Hola mirelia, pues no hay ninguna polémica, yo lo dije porque a Anln la respuesta le pareció clara, y pensé que era extraño que no usaran esta palabra en Argentina (¿eres de allí no?) (¿me estaré equivocando por completo?)

para mí la traducción de "sujet d'examen" sería "enunciado del examen" o "tema del examen" (en contraste con "temario")
Ahora bien, en francés, por metonimia (¿dónde estás swift ? ) un "sujet" también puede designar la hoja... Ahora no creo que se diga en España, más bien dirías que la profesora sacó las "copias del examen", los "folios del examen" o algo parecido (por cierto en la universidad francesa tienes el derecho de llegar tarde a un examen ¿y en España?)

Un saludo


----------



## Mirelia

Ah, Paciente, en Argentina jamás escuché esto de "enunciado de/del examen". Será que dejé la Universidad hace tanto tiempo... Los jovencitos que aún acuden a ella podrán opinar con mejores argumentos.

En cuanto al empleo francés de "sujet" como hoja (del examen), para mí, que ni viví ni me formé en Francia, es una novedad.

En cuanto a "copias" o "folios" (del examen), en Argentina no se usan. Sí, "hojas", por supuesto.

Finalmente, sería interesante saber si en Argentina se habla, hoy en día, de "enunciado del examen" para referirse a lo que explicó en un principio anln83. 

Cordiales saludos.


----------



## Paciente

ves, por eso me extrañaba...
Hombre tampoco en francés "sujet" designa la hoja, como decía es sólo por metonimia: cuando sacas los temas del sobre, en realidad te refieres a "las hojas que contienen los temas"...
Pues no sabía que folio no se usa. Creo en España para pedir una hoja para escribir, dicen más a menudo "¿me das un folio?"
En fin, nos estamos alejando del "tema"
Saludos


----------



## Paquita

Paciente, Mirelia, me parece que este debate hoja/tema/folio ya no interesa el foro francés/español y estaría mejor en el Sólo Español ...¿qué os parece?

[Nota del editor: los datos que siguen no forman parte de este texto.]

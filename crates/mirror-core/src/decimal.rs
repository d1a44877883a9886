//! Precision-safe decimal types for position math.
//!
//! Uses `rust_decimal` for exact decimal arithmetic so that recomputing a
//! derived view from identical inputs always yields identical output.

use rust_decimal::Decimal;
use serde::{Deserialize, Serialize};
use std::fmt;
use std::ops::Mul;
use std::str::FromStr;

/// One hundred, used for percent conversions.
pub const HUNDRED: Decimal = Decimal::ONE_HUNDRED;

/// Price with exact decimal precision.
///
/// Wraps `Decimal` to provide type safety and prevent mixing
/// prices with sizes in calculations.
#[derive(Debug, Clone, Copy, PartialEq, Eq, PartialOrd, Ord, Hash, Serialize, Deserialize)]
#[serde(transparent)]
pub struct Price(pub Decimal);

impl Price {
    pub const ZERO: Self = Self(Decimal::ZERO);

    #[inline]
    pub fn new(value: Decimal) -> Self {
        Self(value)
    }

    #[inline]
    pub fn inner(&self) -> Decimal {
        self.0
    }

    #[inline]
    pub fn is_zero(&self) -> bool {
        self.0.is_zero()
    }

    #[inline]
    pub fn is_positive(&self) -> bool {
        self.0.is_sign_positive() && !self.0.is_zero()
    }

    /// Percentage difference from a reference price.
    ///
    /// Returns `None` when the reference is not strictly positive.
    #[inline]
    pub fn pct_from(&self, reference: Price) -> Option<Decimal> {
        if !reference.is_positive() {
            return None;
        }
        Some((self.0 - reference.0) / reference.0 * HUNDRED)
    }

    /// Move this price by a signed percentage: `price × (1 + pct / 100)`.
    #[inline]
    pub fn offset_pct(&self, pct: Decimal) -> Self {
        Self(self.0 * (Decimal::ONE + pct / HUNDRED))
    }
}

impl fmt::Display for Price {
    fn fmt(&self, f: &mut fmt::Formatter<'_>) -> fmt::Result {
        write!(f, "{}", self.0)
    }
}

impl FromStr for Price {
    type Err = rust_decimal::Error;

    fn from_str(s: &str) -> Result<Self, Self::Err> {
        Ok(Self(s.parse()?))
    }
}

impl From<Decimal> for Price {
    fn from(d: Decimal) -> Self {
        Self(d)
    }
}

impl Mul<Decimal> for Price {
    type Output = Self;

    fn mul(self, rhs: Decimal) -> Self::Output {
        Self(self.0 * rhs)
    }
}

/// Size/quantity with exact decimal precision.
///
/// A position size is either a contract count or a coin amount depending on
/// the venue; see [`crate::ContractSizeTable`].
#[derive(Debug, Clone, Copy, PartialEq, Eq, PartialOrd, Ord, Hash, Serialize, Deserialize)]
#[serde(transparent)]
pub struct Size(pub Decimal);

impl Size {
    pub const ONE: Self = Self(Decimal::ONE);

    #[inline]
    pub fn new(value: Decimal) -> Self {
        Self(value)
    }

    #[inline]
    pub fn inner(&self) -> Decimal {
        self.0
    }

    #[inline]
    pub fn is_zero(&self) -> bool {
        self.0.is_zero()
    }

    #[inline]
    pub fn is_positive(&self) -> bool {
        self.0.is_sign_positive() && !self.0.is_zero()
    }
}

impl fmt::Display for Size {
    fn fmt(&self, f: &mut fmt::Formatter<'_>) -> fmt::Result {
        write!(f, "{}", self.0)
    }
}

impl FromStr for Size {
    type Err = rust_decimal::Error;

    fn from_str(s: &str) -> Result<Self, Self::Err> {
        Ok(Self(s.parse()?))
    }
}

impl From<Decimal> for Size {
    fn from(d: Decimal) -> Self {
        Self(d)
    }
}

#[cfg(test)]
mod tests {
    use super::*;
    use rust_decimal_macros::dec;

    #[test]
    fn test_price_pct_from() {
        let entry = Price::new(dec!(100));
        let current = Price::new(dec!(101));

        assert_eq!(current.pct_from(entry), Some(dec!(1)));
        assert_eq!(entry.pct_from(current).map(|p| p.round_dp(4)), Some(dec!(-0.9901)));
    }

    #[test]
    fn test_price_pct_from_zero_reference() {
        let current = Price::new(dec!(101));
        assert!(current.pct_from(Price::ZERO).is_none());
        assert!(current.pct_from(Price::new(dec!(-5))).is_none());
    }

    #[test]
    fn test_price_offset_pct() {
        let price = Price::new(dec!(200));
        assert_eq!(price.offset_pct(dec!(-0.5)).inner(), dec!(199));
        assert_eq!(price.offset_pct(dec!(1)).inner(), dec!(202));
    }

    #[test]
    fn test_price_scales_by_decimal() {
        let entry = Price::new(dec!(70000));
        assert_eq!(entry * dec!(0.95), Price::new(dec!(66500)));
    }
}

En cuanto a la metonimia sujet => tema/hoja, creo que está claro: en todos los sectores existen jergas propias y la gente de este sector no siempre usamos  las palabras tal como las recoge la academia...La expresión oficial usada por el ministerio "distribution des sujets" da fe de ello. Se da el mismo tema a cada uno, lo que se reparte son las hojas...


----------